While IRIS still has just two paid staff members, its robust team of volunteers has given it a strong and growing local presence. As the March of Dimes reports that as many as half of all pregnancies may end in miscarriage, the need for support is substantial.
With the advent of the internet, IRIS’s presence has become increasingly national and even global. Kelley proudly notes that the IRIS website has been visited more than 500,000 times by viewers in 217 countries, and translated into 220 languages.
Last year, the number of bereavement support packets distributed by IRIS roughly doubled — much in line with a study published in The Lancet Global Health showing a large increase in miscarriages.
Meanwhile, the organization’s number of active volunteers has been reduced to about 100. Kelley said that many of IRIS’s volunteers have traditionally been older, and now many are too scared to leave their houses due to COVID.
Donations have been down as well, and the cancellation of both the 24th annual IRIS Breakfast and Bingo Bash and the IRIS Little Black Dress event won’t help. In a typical year, Kelley noted that the organization nets $10,000 to $12,000 from each event.

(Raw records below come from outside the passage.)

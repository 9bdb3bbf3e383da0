//! Error types for pattern construction and match evaluation.
//!
//! Two phases, two enums:
//!
//! - [`PatternError`] — raised while a pattern tree or match expression is
//!   being built (or loaded from config). Fix the pattern and rebuild.
//! - [`MatchError`] — raised while a subject is being matched. Ordinary
//!   non-matches are never errors; these signal broken extensions, failing
//!   guards, or an exhausted match.

use thiserror::Error;

/// Errors from pattern construction and validation.
///
/// A pattern that fails any of these checks is rejected as a whole; nothing
/// is ever partially compiled.
#[derive(Debug, Clone, PartialEq, Eq, Error)]
pub enum PatternError {
    /// Two sibling subpatterns (outside an alternation) declare the same binder.
    #[error("binder \"{name}\" is declared more than once — rename one of the bindings")]
    AmbiguousBinding {
        /// The duplicated binder name.
        name: String,
    },

    /// Alternation branches do not bind the same set of names.
    #[error(
        "alternation branch {branch} binds {found:?}, but branch 0 binds {expected:?} \
         — every branch must bind the same names"
    )]
    InconsistentAlternationBindings {
        /// Binder names of the first branch (sorted).
        expected: Vec<String>,
        /// Binder names of the offending branch (sorted).
        found: Vec<String>,
        /// Index of the offending branch.
        branch: usize,
    },

    /// An alternation with no branches can never match.
    #[error("alternation has no branches")]
    EmptyAlternation,

    /// A conjunction with no members.
    #[error("conjunction has no patterns")]
    EmptyConjunction,

    /// A mapping pattern names the same key twice.
    #[error("mapping pattern names key \"{key}\" more than once")]
    DuplicateKey {
        /// The repeated key.
        key: String,
    },

    /// Pattern nesting exceeds [`MAX_PATTERN_DEPTH`](crate::MAX_PATTERN_DEPTH).
    #[error("pattern nesting depth is {depth}, but maximum allowed is {max} — flatten the pattern")]
    DepthExceeded {
        /// Actual depth of the pattern tree.
        depth: usize,
        /// Maximum allowed depth.
        max: usize,
    },

    /// Too many children in one sequence, mapping, alternation or conjunction.
    #[error("pattern node has {count} children, but maximum allowed is {max}")]
    TooManyBranches {
        /// Actual child count.
        count: usize,
        /// Maximum allowed.
        max: usize,
    },

    /// Too many clauses in one match expression.
    #[error("match expression has {count} clauses, but maximum allowed is {max}")]
    TooManyClauses {
        /// Actual clause count.
        count: usize,
        /// Maximum allowed.
        max: usize,
    },

    /// A regular expression failed to compile.
    #[error("invalid regex \"{pattern}\": {reason}")]
    InvalidRegex {
        /// The expression that failed to compile.
        pattern: String,
        /// The underlying error message.
        reason: String,
    },

    /// A regular expression exceeds [`MAX_REGEX_PATTERN_LENGTH`](crate::MAX_REGEX_PATTERN_LENGTH).
    #[error("regex length is {len}, but maximum allowed is {max}")]
    PatternTooLong {
        /// Actual length of the expression.
        len: usize,
        /// Maximum allowed length.
        max: usize,
    },

    /// A name was not found in the registry.
    #[error("unknown {registry} \"{name}\"{}", available_suffix(.registry, .available))]
    UnknownName {
        /// The unregistered name or type URL.
        name: String,
        /// Which table was searched (`"extractor"`, `"predicate"`, `"guard"` or `"constant"`).
        registry: &'static str,
        /// Names that ARE registered (for self-correcting error messages).
        available: Vec<String>,
    },

    /// Configuration deserialization or construction failed.
    #[error("invalid config: {reason}")]
    InvalidConfig {
        /// The underlying error message.
        reason: String,
    },
}

fn available_suffix(registry: &str, available: &[String]) -> String {
    if available.is_empty() {
        format!(" — no {registry} entries are registered")
    } else {
        let mut names = available.to_vec();
        names.sort_unstable();
        format!(" — registered: {}", names.join(", "))
    }
}

/// Failure raised by a [`Callable`](crate::Callable) (a predicate pattern's function).
#[derive(Debug, Clone, PartialEq, Eq, Error)]
#[error("{message}")]
pub struct CallError {
    message: String,
}

impl CallError {
    /// Create a call error with the given message.
    pub fn new(message: impl Into<String>) -> Self {
        Self {
            message: message.into(),
        }
    }

    /// The error message.
    #[must_use]
    pub fn message(&self) -> &str {
        &self.message
    }
}

/// Failure raised while evaluating a [`Guard`](crate::Guard).
///
/// Distinct from a guard that evaluates to a falsy value: a falsy guard
/// moves on to the next clause, a `GuardError` aborts the match.
#[derive(Debug, Clone, PartialEq, Eq, Error)]
#[error("{message}")]
pub struct GuardError {
    message: String,
}

impl GuardError {
    /// Create a guard error with the given message.
    pub fn new(message: impl Into<String>) -> Self {
        Self {
            message: message.into(),
        }
    }

    /// The error message.
    #[must_use]
    pub fn message(&self) -> &str {
        &self.message
    }
}

/// Errors raised while matching a subject.
///
/// Only [`MatchError::MatchExhausted`] is expected in routine operation.
/// The other variants propagate out of the whole match expression
/// immediately; they are never retried as an ordinary non-match.
#[derive(Debug, Clone, PartialEq, Eq, Error)]
pub enum MatchError {
    /// An extractor returned a result the pattern cannot destructure.
    #[error("extractor \"{extractor}\" violated its contract: {reason}")]
    ExtractorContractViolation {
        /// Name of the offending extractor.
        extractor: String,
        /// What was wrong with the result.
        reason: String,
    },

    /// A guard expression failed (as opposed to evaluating to false).
    #[error("guard of clause {clause} failed: {source}")]
    GuardEvaluation {
        /// Index of the clause whose guard failed.
        clause: usize,
        /// The guard's error.
        #[source]
        source: GuardError,
    },

    /// A predicate pattern's function failed.
    #[error("predicate \"{predicate}\" failed: {source}")]
    PredicateEvaluation {
        /// Name of the predicate.
        predicate: String,
        /// The predicate's error.
        #[source]
        source: CallError,
    },

    /// No clause matched and the expression has no default clause.
    #[error("no clause matched the subject ({clauses} clauses tried, no default clause)")]
    MatchExhausted {
        /// Number of clauses that were tried.
        clauses: usize,
    },
}

impl MatchError {
    /// Returns `true` for [`MatchError::MatchExhausted`].
    #[must_use]
    pub fn is_exhausted(&self) -> bool {
        matches!(self, Self::MatchExhausted { .. })
    }
}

Kelley, who founded the organization two years after losing a son to stillbirth, has been absolutely determined to plow on despite the challenges. While it’s taken long hours and determined commitment, the organization has managed to meet the need so far.
Support groups have been canceled, as attempts at Zoom meetings failed to deliver the intimacy craved by many grieving parents. However, volunteers have continued to provide other services, visiting hospitals and funeral homes while taking care to minimize the risk of contracting COVID.
“It’s pretty amazing we’ve been able to make everything work,” Kelley said.